The World Association of Chefs Societies (WACS), the umbrella organization of world chef societies, developed a Sustainability for the Foodservice Industry Course; beta testing is slated for early 2016. When finalized the course will be available to global culinary schools and potentially chef societies, such as the American Culinary Federation.

The WACS sustainability course is designed to embed the importance of sustainability within daily practices, whether in a kitchen, home, business environment or public area, along with establishing the ability to critically think and solve problems. There is no one answer to most sustainability challenges and solutions are driven by local infrastructure available.

Within the course, sustainability is broken down into four categories – food, water, energy and water – in seven two-hour classes. The following is the class outline:

  1. Looking at the big picture: Why sustainability matters to the world and to foodservice.
  2. Food Part I: Agriculture – growing in dirt
  3. Food Part II: Animal husbandry
  4. Food Part III: Seafood
  5. Energy
  6. Water
  7. Waste

Kendall College Vice-President, School of Culinary Arts Chef Chris Koetke, orchestrated the sustainability course curriculum on behalf of WACS. Ei was invited to provide the Waste course material. … and the answer was a big YES!
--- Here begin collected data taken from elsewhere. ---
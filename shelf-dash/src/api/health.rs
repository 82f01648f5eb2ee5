//! Health check endpoint

use axum::{routing::get, Json, Router};
use serde::Serialize;

use crate::AppState;

#[derive(Debug, Serialize)]
pub struct HealthResponse {
    pub status: String,
    pub module: String,
    pub version: String,
}

/// GET /health
pub async fn health_check() -> Json<HealthResponse> {
    Json(HealthResponse {
        status: "ok".to_string(),
        module: "shelf-dash".to_string(),
        version: env!("CARGO_PKG_VERSION").to_string(),
    })
}

pub fn health_routes() -> Router<AppState> {
    Router::new().route("/health", get(health_check))
}
//! Worker message protocol
//!
//! Requests and responses are typed envelopes carrying a correlation id.
//! On the wire a request looks like
//! `{"id": "...", "type": "FILTER_RECOMMENDATIONS", "data": {...}}` and a
//! response like `{"id": "...", "type": "RECOMMENDATIONS_FILTERED", "recommendations": [...]}`
//! or `{"id": "...", "type": "ERROR", "error": "..."}`.

use serde::{Deserialize, Serialize};
use serde_json::Value;
use shelf_common::models::{Book, MAX_RATING};
use std::cmp::Ordering;
use uuid::Uuid;

/// Commands the worker understands
#[derive(Debug, Clone, PartialEq, Serialize, Deserialize)]
#[serde(tag = "type", content = "data", rename_all = "SCREAMING_SNAKE_CASE")]
pub enum WorkerCommand {
    /// Normalize loosely typed records into books
    #[serde(rename_all = "camelCase")]
    ProcessRecommendations {
        books: Vec<Value>,
        /// Year treated as "now" by the recency heuristic
        reference_year: i32,
    },
    FilterRecommendations {
        books: Vec<Book>,
        criteria: FilterCriteria,
    },
    SortRecommendations {
        books: Vec<Book>,
        sort: SortSpec,
    },
}

impl WorkerCommand {
    pub fn name(&self) -> &'static str {
        match self {
            WorkerCommand::ProcessRecommendations { .. } => "PROCESS_RECOMMENDATIONS",
            WorkerCommand::FilterRecommendations { .. } => "FILTER_RECOMMENDATIONS",
            WorkerCommand::SortRecommendations { .. } => "SORT_RECOMMENDATIONS",
        }
    }
}

/// Results, one per command plus a catch-all error
#[derive(Debug, Clone, PartialEq, Serialize, Deserialize)]
#[serde(tag = "type", rename_all = "SCREAMING_SNAKE_CASE")]
pub enum WorkerResult {
    RecommendationsProcessed { recommendations: Vec<Book> },
    RecommendationsFiltered { recommendations: Vec<Book> },
    RecommendationsSorted { recommendations: Vec<Book> },
    Error { error: String },
}

impl WorkerResult {
    /// Books carried by a successful result
    pub fn into_books(self) -> Result<Vec<Book>, String> {
        match self {
            WorkerResult::RecommendationsProcessed { recommendations }
            | WorkerResult::RecommendationsFiltered { recommendations }
            | WorkerResult::RecommendationsSorted { recommendations } => Ok(recommendations),
            WorkerResult::Error { error } => Err(error),
        }
    }

    /// True if this result is the kind of reply the named command produces
    pub fn answers(&self, command_name: &str) -> bool {
        matches!(
            (command_name, self),
            ("PROCESS_RECOMMENDATIONS", WorkerResult::RecommendationsProcessed { .. })
                | ("FILTER_RECOMMENDATIONS", WorkerResult::RecommendationsFiltered { .. })
                | ("SORT_RECOMMENDATIONS", WorkerResult::RecommendationsSorted { .. })
                | (_, WorkerResult::Error { .. })
        )
    }
}

/// Request envelope
#[derive(Debug, Clone, PartialEq, Serialize, Deserialize)]
pub struct WorkerRequest {
    pub id: Uuid,
    #[serde(flatten)]
    pub command: WorkerCommand,
}

/// Response envelope; `id` always echoes the request
#[derive(Debug, Clone, PartialEq, Serialize, Deserialize)]
pub struct WorkerResponse {
    pub id: Uuid,
    #[serde(flatten)]
    pub result: WorkerResult,
}

/// Filter predicate
///
/// Every set field must match. An empty criteria keeps everything.
#[derive(Debug, Clone, Default, PartialEq, Serialize, Deserialize)]
#[serde(rename_all = "camelCase", default)]
pub struct FilterCriteria {
    /// Keep books having any of these genres (case-insensitive)
    pub genres: Vec<String>,
    pub min_rating: Option<f32>,
    /// Inclusive lower bound on publication year
    pub year_from: Option<i32>,
    /// Inclusive upper bound on publication year
    pub year_to: Option<i32>,
    /// Case-insensitive text matched against title, author and description
    pub search: Option<String>,
}

impl FilterCriteria {
    pub fn validate(&self) -> Result<(), String> {
        if let Some(min) = self.min_rating {
            if !(0.0..=MAX_RATING).contains(&min) {
                return Err(format!("minimum rating {} outside 0-{}", min, MAX_RATING));
            }
        }
        if let (Some(from), Some(to)) = (self.year_from, self.year_to) {
            if from > to {
                return Err(format!("year range {}-{} is inverted", from, to));
            }
        }
        Ok(())
    }

    pub fn matches(&self, book: &Book) -> bool {
        if !self.genres.is_empty() && !self.genres.iter().any(|g| book.has_genre(g)) {
            return false;
        }

        if let Some(min) = self.min_rating {
            if book.rating < min {
                return false;
            }
        }

        if self.year_from.is_some() || self.year_to.is_some() {
            let Some(year) = book.published_year else {
                return false;
            };
            if self.year_from.is_some_and(|from| year < from) || self.year_to.is_some_and(|to| year > to) {
                return false;
            }
        }

        match self.search.as_deref().map(str::trim) {
            Some(term) if !term.is_empty() => {
                let term = term.to_lowercase();
                book.title.to_lowercase().contains(&term)
                    || book.author.to_lowercase().contains(&term)
                    || book
                        .description
                        .as_deref()
                        .is_some_and(|d| d.to_lowercase().contains(&term))
            }
            _ => true,
        }
    }
}

/// Sortable book fields
#[derive(Debug, Clone, Copy, PartialEq, Eq, Default, Serialize, Deserialize)]
#[serde(rename_all = "lowercase")]
pub enum SortField {
    Title,
    Author,
    #[default]
    Rating,
    Score,
    Year,
}

impl SortField {
    fn compare(self, a: &Book, b: &Book) -> Ordering {
        match self {
            SortField::Title => a.title.to_lowercase().cmp(&b.title.to_lowercase()),
            SortField::Author => a.author.to_lowercase().cmp(&b.author.to_lowercase()),
            SortField::Rating => a.rating.total_cmp(&b.rating),
            SortField::Score => a.score.unwrap_or(0.0).total_cmp(&b.score.unwrap_or(0.0)),
            SortField::Year => a.published_year.cmp(&b.published_year),
        }
    }
}

impl std::str::FromStr for SortField {
    type Err = String;

    fn from_str(s: &str) -> Result<Self, Self::Err> {
        match s.to_ascii_lowercase().as_str() {
            "title" => Ok(SortField::Title),
            "author" => Ok(SortField::Author),
            "rating" => Ok(SortField::Rating),
            "score" => Ok(SortField::Score),
            "year" => Ok(SortField::Year),
            other => Err(format!("unknown sort field '{}'", other)),
        }
    }
}

#[derive(Debug, Clone, Copy, PartialEq, Eq, Default, Serialize, Deserialize)]
#[serde(rename_all = "lowercase")]
pub enum SortDirection {
    Asc,
    #[default]
    Desc,
}

impl std::str::FromStr for SortDirection {
    type Err = String;

    fn from_str(s: &str) -> Result<Self, Self::Err> {
        match s.to_ascii_lowercase().as_str() {
            "asc" | "ascending" => Ok(SortDirection::Asc),
            "desc" | "descending" => Ok(SortDirection::Desc),
            other => Err(format!("unknown sort direction '{}'", other)),
        }
    }
}

#[derive(Debug, Clone, Copy, PartialEq, Eq, Default, Serialize, Deserialize)]
pub struct SortSpec {
    pub field: SortField,
    pub direction: SortDirection,
}

impl SortSpec {
    pub fn new(field: SortField, direction: SortDirection) -> Self {
        Self { field, direction }
    }

    /// Ordering of `a` relative to `b`, honouring the direction
    pub fn compare(&self, a: &Book, b: &Book) -> Ordering {
        let ord = self.field.compare(a, b);
        match self.direction {
            SortDirection::Asc => ord,
            SortDirection::Desc => ord.reverse(),
        }
    }
}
The Ei SMAT – Sustainable Materials ACTION Team – went to work on crafting a 50+ page PPT presentation complete with photos | visuals, instructor notes, and a glossary of industry terms. With impeccable timing, Ei Intern Jarrett Cohen came on-board for the administrative aspects of the curriculum development.

Following Chris’ guidance, the Waste | Recycling (Ei added recycling to the title) flowed from the broad, big picture viewpoint to the foodservice industry’s tremendous waste generation to the environmental impact and ended with the chef’s leadership role | responsibilities.

For the “In Summary” slide the following three points were made:

  • Materials have value; Trash has cost.
  • Zero waste practices make good business sense.
  • Sustainability provides a competitive edge on many levels.

Each slide includes detailed instructor notes along with links to supporting documentation for the information presented.

The ZWA Blog article, Sustainability: a matter of thinking critically & solving problems in an adaptive manner, introduces the Sustainability for the Foodservice Industry Course with a focus on the Waste | Recycling Curriculum. Below is an abbreviated Waste | Recycling Course:

World Chefs Waste Session Overview World Chefs Waste Session Overview (3568 KB)

Kudos to the World Association of Chefs Societies for stepping to the plate and providing a comprehensive introduction to sustainability within the foodservice industry. It is important our future leaders develop the skills of critical thinking and problem solving, especially in the sustainability realm.